= Stacey Madden =

Canadian writer

Stacey Madden (born 1982) is a Canadian writer. He is the author of two novels: Poison Shy (2012) and Touching Strangers (2017). He has also written articles for the Globe and Mail, Toronto Review of Books, and Broken Pencil, among other publications. He was born and raised in eastern Toronto, where he still lives as of 2019. He has a BA in English from the University of Toronto and an MFA in creative writing from the University of Guelph.

==Reviews==
Julia Cooper reviewed Poison Shy for the Toronto Review of Books, concluding that the book "...attempts an existential mapping of desire and revulsion. If it does not quite succeed as a portrait of the modern day Kafkaesque, it nonetheless reminds us of the uglier faces of desire and the painful process of self-transformation." Writing in the National Post, Nicole Dixon gave the book a mixed review, criticizing Madden for his "precious writing" and concluding that the main character's "...awkwardly described encounters with his Dream Girl, his utter passivity and the story’s thin plot are not enough to tempt readers beyond Poison Shy’s first base."

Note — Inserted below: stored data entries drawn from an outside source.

use std::collections::HashMap;
use std::sync::Arc;

use futures_util::future::BoxFuture;
use mongodb::bson::doc;
use tokio::sync::Mutex;
use tracing::warn;

use crate::db::Db;
use crate::models::{BotConfig, GroupRef, Message, MessageSource, Sender};

use super::correspondent_queue::CorrespondentQueue;

pub type QueueCallback =
    Arc<dyn Fn(String, String, Message) -> BoxFuture<'static, ()> + Send + Sync>;

/// Owns every correspondent queue for one bot, spawning them on first use
/// and fanning new messages out to registered callbacks. The callback list
/// is shared with every queue spawned after registration, mirroring
/// `register_callback` applying retroactively and prospectively in the
/// source system.
pub struct QueueManager {
    bot_id: String,
    db: Db,
    queues: Mutex<HashMap<String, Arc<Mutex<CorrespondentQueue>>>>,
    callbacks: Mutex<Vec<QueueCallback>>,
    queue_config: mongodb::bson::Document,
}

impl QueueManager {
    pub fn new(bot: &BotConfig, db: Db) -> Self {
        let queue_config = mongodb::bson::to_document(&bot.queue_config)
            .unwrap_or_default();
        QueueManager {
            bot_id: bot.bot_id.clone(),
            db,
            queues: Mutex::new(HashMap::new()),
            callbacks: Mutex::new(Vec::new()),
            queue_config,
        }
    }

    pub async fn register_callback(&self, callback: QueueCallback) {
        self.callbacks.lock().await.push(callback);
    }

    async fn archived_max_id(&self, correspondent_id: &str) -> Option<u64> {
        let filter = doc! {
            "bot_id": &self.bot_id,
            "correspondent_id": correspondent_id,
        };
        match self.db.message_archive.find_one(filter).sort(doc! {"message.id": -1}).await {
            Ok(Some(doc)) => doc
                .get_document("message")
                .ok()
                .and_then(|m| m.get_i64("id").ok())
                .map(|id| id as u64),
            Ok(None) => None,
            Err(e) => {
                warn!(bot_id = %self.bot_id, correspondent_id, "archive lookup failed: {e}");
                None
            }
        }
    }

    pub async fn get_or_create_queue(&self, correspondent_id: &str) -> Arc<Mutex<CorrespondentQueue>> {
        let mut queues = self.queues.lock().await;
        if let Some(existing) = queues.get(correspondent_id) {
            return existing.clone();
        }

        let config = mongodb::bson::from_document(self.queue_config.clone()).unwrap_or_default();
        let mut queue = CorrespondentQueue::new(self.bot_id.clone(), correspondent_id.to_string(), config);
        queue.seed_next_id(self.archived_max_id(correspondent_id).await);

        let handle = Arc::new(Mutex::new(queue));
        queues.insert(correspondent_id.to_string(), handle.clone());
        handle
    }

    pub async fn add_message(
        &self,
        correspondent_id: &str,
        content: String,
        sender: Sender,
        source: MessageSource,
        originating_time_ms: Option<i64>,
        group: Option<GroupRef>,
    ) {
        let handle = self.get_or_create_queue(correspondent_id).await;
        let message = {
            let mut queue = handle.lock().await;
            queue.add_message(content, sender, source, originating_time_ms, group)
        };

        let callbacks = self.callbacks.lock().await.clone();
        for callback in callbacks {
            let fut = callback(self.bot_id.clone(), correspondent_id.to_string(), message.clone());
            tokio::spawn(fut);
        }
    }

    pub async fn correspondent_ids(&self) -> Vec<String> {
        self.queues.lock().await.keys().cloned().collect()
    }

    pub async fn pop_message(&self, correspondent_id: &str) -> Option<Message> {
        let handle = {
            let queues = self.queues.lock().await;
            queues.get(correspondent_id).cloned()
        }?;
        handle.lock().await.pop_message()
    }
}
impl Inner {
    async fn set_status(&self, status: BotStatus) {
        let mut guard = self.status.write().await;
        if *guard == status {
            return;
        }
        *guard = status;
        drop(guard);
        info!(bot_id = %self.bot_id, ?status, "provider status changed");
        if let Some(cb) = &self.on_status_change {
            cb(self.bot_id.clone(), status);
        }
    }

    async fn record_sent_id(&self, provider_message_id: String) {
        let now = Utc::now();
        let mut cache = self.sent_ids.lock().await;
        cache.insert(provider_message_id, now);
        cache.retain(|_, ts| now.signed_duration_since(*ts).to_std().unwrap_or_default() < SENT_IDS_TTL);
        if cache.len() > SENT_IDS_CAP {
            let cutoff = cache.len() - SENT_IDS_CAP;
            let mut entries: Vec<_> = cache.iter().map(|(k, v)| (k.clone(), *v)).collect();
            entries.sort_by_key(|(_, ts)| *ts);
            for (k, _) in entries.into_iter().take(cutoff) {
                cache.remove(&k);
            }
        }
    }

    async fn push_pending_echo(&self, recipient: String, content: String) {
        let mut buf = self.pending_echo.lock().await;
        buf.push_back(PendingEcho { recipient, content, sent_at: Utc::now() });
        let cutoff = Utc::now() - chrono::Duration::from_std(PENDING_ECHO_TTL).unwrap();
        while buf.front().map(|e| e.sent_at < cutoff).unwrap_or(false) {
            buf.pop_front();
        }
    }

    /// Consumes a matching pending-echo entry if one exists within the TTL.
    async fn take_pending_echo(&self, recipient: &str, content: &str) -> bool {
        let mut buf = self.pending_echo.lock().await;
        let cutoff = Utc::now() - chrono::Duration::from_std(PENDING_ECHO_TTL).unwrap();
        buf.retain(|e| e.sent_at >= cutoff);
        if let Some(pos) = buf
            .iter()
            .position(|e| e.recipient == recipient && e.content == content)
        {
            buf.remove(pos);
            true
        } else {
            false
        }
    }

    async fn handle_wire_message(&self, item: WireMessage) {
        let group = item.group.as_ref().map(|g| GroupRef {
            identifier: g.id.clone(),
            display_name: g.name.clone().unwrap_or_else(|| g.id.clone()),
            alternate_identifiers: vec![],
        });

        if group.is_some() && !self.allow_group_messages {
            return;
        }

        let sender = Sender {
            identifier: item.sender.clone(),
            display_name: item.display_name.clone().unwrap_or_else(|| item.sender.clone()),
            alternate_identifiers: vec![],
        };

        let source = match item.direction.as_str() {
            "incoming" => MessageSource::User,
            "outgoing" => {
                let is_bot = if let Some(id) = &item.provider_message_id {
                    let mut cache = self.sent_ids.lock().await;
                    cache.remove(id).is_some()
                } else {
                    false
                };
                let is_bot = is_bot || self.take_pending_echo(&item.sender, &item.message).await;
                if is_bot {
                    MessageSource::Bot
                } else {
                    MessageSource::UserOutgoing
                }
            }
            other => {
                warn!(bot_id = %self.bot_id, direction = other, "unknown message direction, dropping");
                return;
            }
        };

        let correspondent_id = group
            .as_ref()
            .map(|g| g.identifier.clone())
            .unwrap_or_else(|| item.sender.clone());

        self.queue_manager
            .add_message(
                &correspondent_id,
                item.message,
                sender,
                source,
                item.originating_time_ms,
                group,
            )
            .await;
    }

    async fn handle_status_event(&self, status: &str, user_jid: Option<String>) {
        if let Some(jid) = user_jid {
            *self.user_jid.write().await = Some(jid);
        }
        let mapped = match status {
            "qr_pending" => BotStatus::QrPending,
            "connected" => BotStatus::Connected,
            "disconnected" => BotStatus::Disconnected,
            "logged_out" | "auth_failed" => {
                self.set_status(BotStatus::Terminated).await;
                if let Some(cb) = &self.on_session_end {
                    cb(self.bot_id.clone());
                }
                return;
            }
            other => {
                warn!(bot_id = %self.bot_id, status = other, "unrecognized bridge status");
                return;
            }
        };
        self.set_status(mapped).await;
    }
}

#[async_trait]
impl ChatProvider for WhatsAppBridgeProvider {
    async fn start_listening(&self) -> Result<(), ProviderError> {
        if self.0.is_listening.swap(true, Ordering::SeqCst) {
            return Ok(());
        }

        self.0.set_status(BotStatus::Initializing).await;

        let response = self
            .0
            .http
            .post(&self.0.initialize_url)
            .json(&serde_json::json!({
                "session_id": self.0.bot_id,
                "allow_group_messages": self.0.allow_group_messages,
            }))
            .send()
            .await
            .map_err(|e| ProviderError::Connection(e.to_string()))?;
        if !response.status().is_success() {
            self.0.is_listening.store(false, Ordering::SeqCst);
            return Err(ProviderError::Message(format!("bridge rejected initialize: {}", response.status())));
        }

        // A handle isn't retained across restarts: the reconnect loop below
        // owns the whole lifetime of this provider's WS connection, via its
        // own clone of the shared `Arc<Inner>`.
        let ws_url = self.0.ws_url.clone();
        let bot_id = self.0.bot_id.clone();
        let this = self.0.clone();

        let handle = tokio::spawn(async move {
            let mut backoff = RECONNECT_BASE;
            loop {
                if !this.is_listening.load(Ordering::SeqCst) {
                    return;
                }
                match tokio_tungstenite::connect_async(&ws_url).await {
                    Ok((stream, _response)) => {
                        backoff = RECONNECT_BASE;
                        let (write, mut read) = stream.split();
                        *this.ws_sink.lock().await = Some(write);
                        while let Some(msg) = read.next().await {
                            if !this.is_listening.load(Ordering::SeqCst) {
                                return;
                            }
                            match msg {
                                Ok(WsMessage::Text(text)) => {
                                    match serde_json::from_str::<WireEvent>(&text) {
                                        Ok(WireEvent::Status { status, user_jid }) => {
                                            this.handle_status_event(&status, user_jid).await;
                                        }
                                        Ok(WireEvent::Messages { items }) => {
                                            for item in items {
                                                this.handle_wire_message(item).await;
                                            }
                                        }
                                        Err(e) => warn!(bot_id = %bot_id, "unparseable bridge event: {e}"),
                                    }
                                }
                                Ok(WsMessage::Close(_)) => break,
                                Ok(_) => {}
                                Err(e) => {
                                    warn!(bot_id = %bot_id, "bridge websocket error: {e}");
                                    break;
                                }
                            }
                        }
                        *this.ws_sink.lock().await = None;
                    }
                    Err(e) => {
                        warn!(bot_id = %bot_id, "bridge connection failed: {e}");
                    }
                }

                if !this.is_listening.load(Ordering::SeqCst) {
                    return;
                }
                this.set_status(BotStatus::Disconnected).await;
                tokio::time::sleep(backoff).await;
                backoff = std::cmp::min(backoff * 2, RECONNECT_MAX);
            }
        });

        *self.0.listen_handle.lock().await = Some(handle);
        Ok(())
    }

    async fn stop_listening(&self, cleanup_session: bool) -> Result<(), ProviderError> {
        self.0.is_listening.store(false, Ordering::SeqCst);
        if let Some(handle) = self.0.listen_handle.lock().await.take() {
            handle.abort();
        }
        *self.0.ws_sink.lock().await = None;
        if cleanup_session {
            if let Err(e) = self.0.http.delete(&self.0.http_base_url).send().await {
                warn!(bot_id = %self.0.bot_id, "failed to delete bridge session: {e}");
            }
        }
        self.0.set_status(BotStatus::Terminated).await;
        Ok(())
    }

    async fn send_message(&self, recipient: &str, content: &str) -> Result<String, ProviderError> {
        self.0.push_pending_echo(recipient.to_string(), content.to_string()).await;

        let url = format!("{}/send", self.0.http_base_url);
        let response = self
            .0
            .http
            .post(&url)
            .json(&serde_json::json!({"recipient": recipient, "message": content}))
            .send()
            .await
            .map_err(|e| ProviderError::Connection(e.to_string()))?;

        if !response.status().is_success() {
            return Err(ProviderError::Message(format!(
                "bridge returned status {}",
                response.status()
            )));
        }

        #[derive(Deserialize)]
        struct SendAck {
            provider_message_id: String,
        }
        let ack: SendAck = response
            .json()
            .await
            .map_err(|e| ProviderError::Message(e.to_string()))?;

        self.0.record_sent_id(ack.provider_message_id.clone()).await;
        Ok(ack.provider_message_id)
    }

    async fn send_file(
        &self,
        recipient: &str,
        data: Vec<u8>,
        filename: &str,
        mime_type: &str,
        caption: Option<&str>,
    ) -> Result<String, ProviderError> {
        self.0
            .push_pending_echo(recipient.to_string(), caption.unwrap_or(filename).to_string())
            .await;

        use base64::Engine;
        let encoded = base64::engine::general_purpose::STANDARD.encode(&data);
        // Files go through the same endpoint as text, with base64 content.
        let url = format!("{}/send", self.0.http_base_url);
        let response = self
            .0
            .http
            .post(&url)
            .json(&serde_json::json!({
                "recipient": recipient,
                "message": encoded,
                "filename": filename,
                "mime_type": mime_type,
                "caption": caption,
            }))
            .send()
            .await
            .map_err(|e| ProviderError::Connection(e.to_string()))?;

        if !response.status().is_success() {
            return Err(ProviderError::Message(format!(
                "bridge returned status {}",
                response.status()
            )));
        }

        #[derive(Deserialize)]
        struct SendAck {
            provider_message_id: String,
        }
        let ack: SendAck = response
            .json()
            .await
            .map_err(|e| ProviderError::Message(e.to_string()))?;

        self.0.record_sent_id(ack.provider_message_id.clone()).await;
        Ok(ack.provider_message_id)
    }

    async fn get_status(&self, heartbeat: bool) -> BotStatus {
        if heartbeat {
            let mut guard = self.0.ws_sink.lock().await;
            if let Some(sink) = guard.as_mut() {
                if let Err(e) = sink.send(WsMessage::Ping(Vec::new().into())).await {
                    warn!(bot_id = %self.0.bot_id, "heartbeat ping failed: {e}");
                }
            }
        }
        *self.0.status.read().await
    }

    async fn is_connected(&self) -> bool {
        *self.0.status.read().await == BotStatus::Connected && self.0.user_jid.read().await.is_some()
    }

    async fn own_identifier(&self) -> Option<String> {
        self.0.user_jid.read().await.clone()
    }

    async fn fetch_historic_messages(
        &self,
        identifier: &str,
        limit: usize,
    ) -> Result<Vec<Message>, ProviderError> {
        let url = format!("{}/history", self.0.http_base_url);
        let response = self
            .0
            .http
            .post(&url)
            .json(&serde_json::json!({"group_id": identifier, "limit": limit}))
            .send()
            .await
            .map_err(|e| ProviderError::Connection(e.to_string()))?;

        if !response.status().is_success() {
            return Err(ProviderError::Transient(format!(
                "history fetch returned status {}",
                response.status()
            )));
        }

        let items: Vec<WireMessage> = response
            .json()
            .await
            .map_err(|e| ProviderError::Message(e.to_string()))?;

        let mut messages = Vec::with_capacity(items.len());
        for (idx, item) in items.into_iter().enumerate() {
            let group = item.group.as_ref().map(|g| GroupRef {
                identifier: g.id.clone(),
                display_name: g.name.clone().unwrap_or_else(|| g.id.clone()),
                alternate_identifiers: vec![],
            });
            let sender = Sender {
                identifier: item.sender.clone(),
                display_name: item.display_name.clone().unwrap_or_else(|| item.sender.clone()),
                alternate_identifiers: vec![],
            };
            let source = if item.direction == "outgoing" {
                MessageSource::Bot
            } else {
                MessageSource::User
            };
            messages.push(Message {
                id: idx as u64,
                content: item.message,
                sender,
                source,
                accepted_time_ms: item.originating_time_ms.unwrap_or_else(|| Utc::now().timestamp_millis()),
                originating_time_ms: item.originating_time_ms,
                group,
                provider_message_id: item.provider_message_id,
            });
        }
        Ok(messages)
    }
}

Brett Josef Grubisic reviewed Touching Strangers for the Toronto Star, writing, "Despite the blood, anxiety, and expiring bodies, [Madden's] novel comes across as one-of-a-kind: black comedy grafted with zombie outbreak movie plotting and an oddball marriage-under-duress story." He concluded by describing the book as "engrossing and gross" and as "memorably B-grade." Similarly, a review of the book in Publishers Weekly concluded that "...the story has an appealing B-movie merit: sometimes gory, sometimes crude, sometimes funny, sometimes violent, and altogether engrossing".